What the task requires
Print all the records below, word for word and in full.

Start of Provided entries

//! Capacity growth policy and accounting.
//!
//! Capacity grows geometrically so that appending `B` bytes over any number
//! of calls costs `O(B)` copying and `O(log B)` reallocations.

use serde::{Deserialize, Serialize};

/// Smallest non-zero capacity used when no option overrides it
pub const DEFAULT_MIN_GROWTH: usize = 8;

/// Construction options for a byte array.
///
/// Deserialisable so that hosts can load it from configuration; every field
/// falls back to its default when absent.
///
/// # Examples
///
/// ```
/// use bytearray::ByteArrayOptions;
///
/// let options = ByteArrayOptions::default()
///     .with_initial_capacity(64)
///     .with_max_length(Some(1024));
/// assert_eq!(options.initial_capacity, 64);
/// assert_eq!(options.max_length, Some(1024));
/// ```
#[derive(Debug, Clone, Copy, PartialEq, Eq, Serialize, Deserialize)]
#[serde(default, deny_unknown_fields)]
pub struct ByteArrayOptions {
    /// Capacity reserved at construction
    pub initial_capacity: usize,
    /// Smallest capacity allocated on first growth
    pub min_growth: usize,
    /// Hard limit on the length; `None` means unbounded
    pub max_length: Option<usize>,
}

impl Default for ByteArrayOptions {
    fn default() -> Self {
        ByteArrayOptions {
            initial_capacity: 0,
            min_growth: DEFAULT_MIN_GROWTH,
            max_length: None,
        }
    }
}

impl ByteArrayOptions {
    /// Set the capacity reserved at construction
    pub fn with_initial_capacity(mut self, capacity: usize) -> Self {
        self.initial_capacity = capacity;
        self
    }

    /// Set the smallest capacity allocated on first growth
    pub fn with_min_growth(mut self, min_growth: usize) -> Self {
        self.min_growth = min_growth;
        self
    }

    /// Set the hard length limit
    pub fn with_max_length(mut self, max_length: Option<usize>) -> Self {
        self.max_length = max_length;
        self
    }

    /// Capacity to grow to when `required` bytes no longer fit in `capacity`.
    ///
    /// Doubles the current capacity, never going below `required` or
    /// `min_growth`, and never above `max_length`. Callers must have checked
    /// `required` against `max_length` already.
    pub fn growth_target(&self, capacity: usize, required: usize) -> usize {
        let target = capacity
            .saturating_mul(2)
            .max(required)
            .max(self.min_growth);
        match self.max_length {
            Some(max) => target.min(max).max(required),
            None => target,
        }
    }
}

/// Reallocation counters for one byte array store.
#[derive(Debug, Clone, Copy, Default, PartialEq, Eq, Serialize)]
pub struct GrowthStats {
    /// Number of times the store was reallocated to grow
    pub reallocations: usize,
    /// Bytes moved by those reallocations
    pub bytes_copied: usize,
}

impl GrowthStats {
    pub(crate) fn record(&mut self, moved: usize) {
        self.reallocations += 1;
        self.bytes_copied += moved;
    }
}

End of Provided entries

Reply
//! Capacity growth policy and accounting.
//!
//! Capacity grows geometrically so that appending `B` bytes over any number
//! of calls costs `O(B)` copying and `O(log B)` reallocations.

use serde::{Deserialize, Serialize};

/// Smallest non-zero capacity used when no option overrides it
pub const DEFAULT_MIN_GROWTH: usize = 8;

/// Construction options for a byte array.
///
/// Deserialisable so that hosts can load it from configuration; every field
/// falls back to its default when absent.
///
/// # Examples
///
/// ```
/// use bytearray::ByteArrayOptions;
///
/// let options = ByteArrayOptions::default()
///     .with_initial_capacity(64)
///     .with_max_length(Some(1024));
/// assert_eq!(options.initial_capacity, 64);
/// assert_eq!(options.max_length, Some(1024));
/// ```
#[derive(Debug, Clone, Copy, PartialEq, Eq, Serialize, Deserialize)]
#[serde(default, deny_unknown_fields)]
pub struct ByteArrayOptions {
    /// Capacity reserved at construction
    pub initial_capacity: usize,
    /// Smallest capacity allocated on first growth
    pub min_growth: usize,
    /// Hard limit on the length; `None` means unbounded
    pub max_length: Option<usize>,
}

impl Default for ByteArrayOptions {
    fn default() -> Self {
        ByteArrayOptions {
            initial_capacity: 0,
            min_growth: DEFAULT_MIN_GROWTH,
            max_length: None,
        }
    }
}

impl ByteArrayOptions {
    /// Set the capacity reserved at construction
    pub fn with_initial_capacity(mut self, capacity: usize) -> Self {
        self.initial_capacity = capacity;
        self
    }

    /// Set the smallest capacity allocated on first growth
    pub fn with_min_growth(mut self, min_growth: usize) -> Self {
        self.min_growth = min_growth;
        self
    }

    /// Set the hard length limit
    pub fn with_max_length(mut self, max_length: Option<usize>) -> Self {
        self.max_length = max_length;
        self
    }

    /// Capacity to grow to when `required` bytes no longer fit in `capacity`.
    ///
    /// Doubles the current capacity, never going below `required` or
    /// `min_growth`, and never above `max_length`. Callers must have checked
    /// `required` against `max_length` already.
    pub fn growth_target(&self, capacity: usize, required: usize) -> usize {
        let target = capacity
            .saturating_mul(2)
            .max(required)
            .max(self.min_growth);
        match self.max_length {
            Some(max) => target.min(max).max(required),
            None => target,
        }
    }
}

/// Reallocation counters for one byte array store.
#[derive(Debug, Clone, Copy, Default, PartialEq, Eq, Serialize)]
pub struct GrowthStats {
    /// Number of times the store was reallocated to grow
    pub reallocations: usize,
    /// Bytes moved by those reallocations
    pub bytes_copied: usize,
}

impl GrowthStats {
    pub(crate) fn record(&mut self, moved: usize) {
        self.reallocations += 1;
        self.bytes_copied += moved;
    }
}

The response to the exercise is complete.